Work task ▸
Filter the entries for the word "list". Copy each line in which it occurs.
########################################
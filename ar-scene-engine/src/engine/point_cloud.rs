//! Bounded pool of reusable feature-point visuals and the per-frame
//! tracker that diffs them against the collaborator's latest point cloud.
//!
//! The full visible set is replaced whenever a new cloud arrives — points
//! have no cross-frame identity. Redraw is deliberately rate-limited: at
//! full frame rate the cloud is skipped entirely to bound per-frame cost,
//! which is bounded staleness by design, not a bug.

use bevy::prelude::*;

use crate::engine::frame::{FrameUpdate, SessionStatus};

/// Hard cap on simultaneously displayed feature points.
pub const MAX_VISIBLE_POINTS: usize = 1000;

/// Pool entities are spawned lazily in batches of this size.
pub const POOL_BATCH_SIZE: usize = 250;

/// Point-cloud frames are only processed below this measured frame rate.
pub const REDRAW_FPS_THRESHOLD: f32 = 10.0;

/// One displayed feature point. The index is frame-local.
#[derive(Component, Debug, Clone, Copy)]
pub struct FeaturePoint {
    pub index: usize,
    pub confidence: f32,
}

/// Confidence-derived display tint, red through green.
#[derive(Component, Debug, Clone, Copy)]
pub struct PointTint(pub Color);

pub fn confidence_tint(confidence: f32) -> Color {
    let c = confidence.clamp(0.0, 1.0);
    Color::srgb(1.0 - c, c, 0.2)
}

/// Reusable visual instances. Entities are spawned in batches when the
/// free list runs dry and are never despawned — release just returns them
/// to the free list.
#[derive(Resource)]
pub struct PointCloudPool {
    free: Vec<Entity>,
    allocated: usize,
    capacity: usize,
    batch_size: usize,
}

impl Default for PointCloudPool {
    fn default() -> Self {
        Self {
            free: Vec::new(),
            allocated: 0,
            capacity: MAX_VISIBLE_POINTS,
            batch_size: POOL_BATCH_SIZE,
        }
    }
}

impl PointCloudPool {
    pub fn capacity(&self) -> usize {
        self.capacity
    }

    pub fn allocated(&self) -> usize {
        self.allocated
    }

    fn acquire(&mut self, commands: &mut Commands) -> Option<Entity> {
        if self.free.is_empty() && self.allocated < self.capacity {
            let batch = self.batch_size.min(self.capacity - self.allocated);
            for _ in 0..batch {
                let entity = commands
                    .spawn((
                        FeaturePoint {
                            index: 0,
                            confidence: 0.0,
                        },
                        PointTint(confidence_tint(0.0)),
                        Transform::default(),
                    ))
                    .id();
                self.free.push(entity);
            }
            self.allocated += batch;
            debug!("point pool grew to {} instances", self.allocated);
        }
        self.free.pop()
    }

    fn release(&mut self, entity: Entity) {
        self.free.push(entity);
    }
}

/// Per-frame dedup and display bookkeeping for the point cloud.
#[derive(Resource)]
pub struct PointCloudTracker {
    active: Vec<Entity>,
    last_timestamp: Option<i64>,
    pub enabled: bool,
    pub fps_threshold: f32,
}

impl Default for PointCloudTracker {
    fn default() -> Self {
        Self {
            active: Vec::new(),
            last_timestamp: None,
            enabled: false,
            fps_threshold: REDRAW_FPS_THRESHOLD,
        }
    }
}

impl PointCloudTracker {
    pub fn visible_count(&self) -> usize {
        self.active.len()
    }

    pub fn last_timestamp(&self) -> Option<i64> {
        self.last_timestamp
    }
}

/// Returns every displayed point to the pool. Used on frame replacement,
/// on visibility toggle-off and on teardown.
pub fn release_all_points(tracker: &mut PointCloudTracker, pool: &mut PointCloudPool) {
    for entity in tracker.active.drain(..) {
        pool.release(entity);
    }
}

/// Replaces the displayed point set when a genuinely new cloud arrives.
///
/// A frame is skipped when the session is paused, display is disabled, the
/// measured frame rate is at or above the threshold, or the cloud carries
/// the timestamp already processed (the collaborator redelivers the same
/// cloud across polls).
pub fn track_point_cloud(
    mut commands: Commands,
    mut frames: EventReader<FrameUpdate>,
    status: Res<SessionStatus>,
    mut tracker: ResMut<PointCloudTracker>,
    mut pool: ResMut<PointCloudPool>,
) {
    for frame in frames.read() {
        if status.paused || !tracker.enabled {
            continue;
        }
        if frame.frame_rate >= tracker.fps_threshold {
            continue;
        }
        let Some(cloud) = &frame.point_cloud else {
            continue;
        };
        if tracker.last_timestamp == Some(cloud.timestamp) {
            continue;
        }
        tracker.last_timestamp = Some(cloud.timestamp);

        release_all_points(&mut tracker, &mut pool);

        for (index, sample) in cloud.points.iter().take(pool.capacity()).enumerate() {
            let Some(entity) = pool.acquire(&mut commands) else {
                break;
            };
            commands.entity(entity).insert((
                FeaturePoint {
                    index,
                    confidence: sample.confidence,
                },
                PointTint(confidence_tint(sample.confidence)),
                Transform::from_translation(sample.position),
            ));
            tracker.active.push(entity);
        }
        debug!(
            "point cloud {} displayed with {} points",
            cloud.timestamp,
            tracker.active.len()
        );
    }
}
########################################
Result for this task ▸
/// free list runs dry and are never despawned — release just returns them
/// to the free list.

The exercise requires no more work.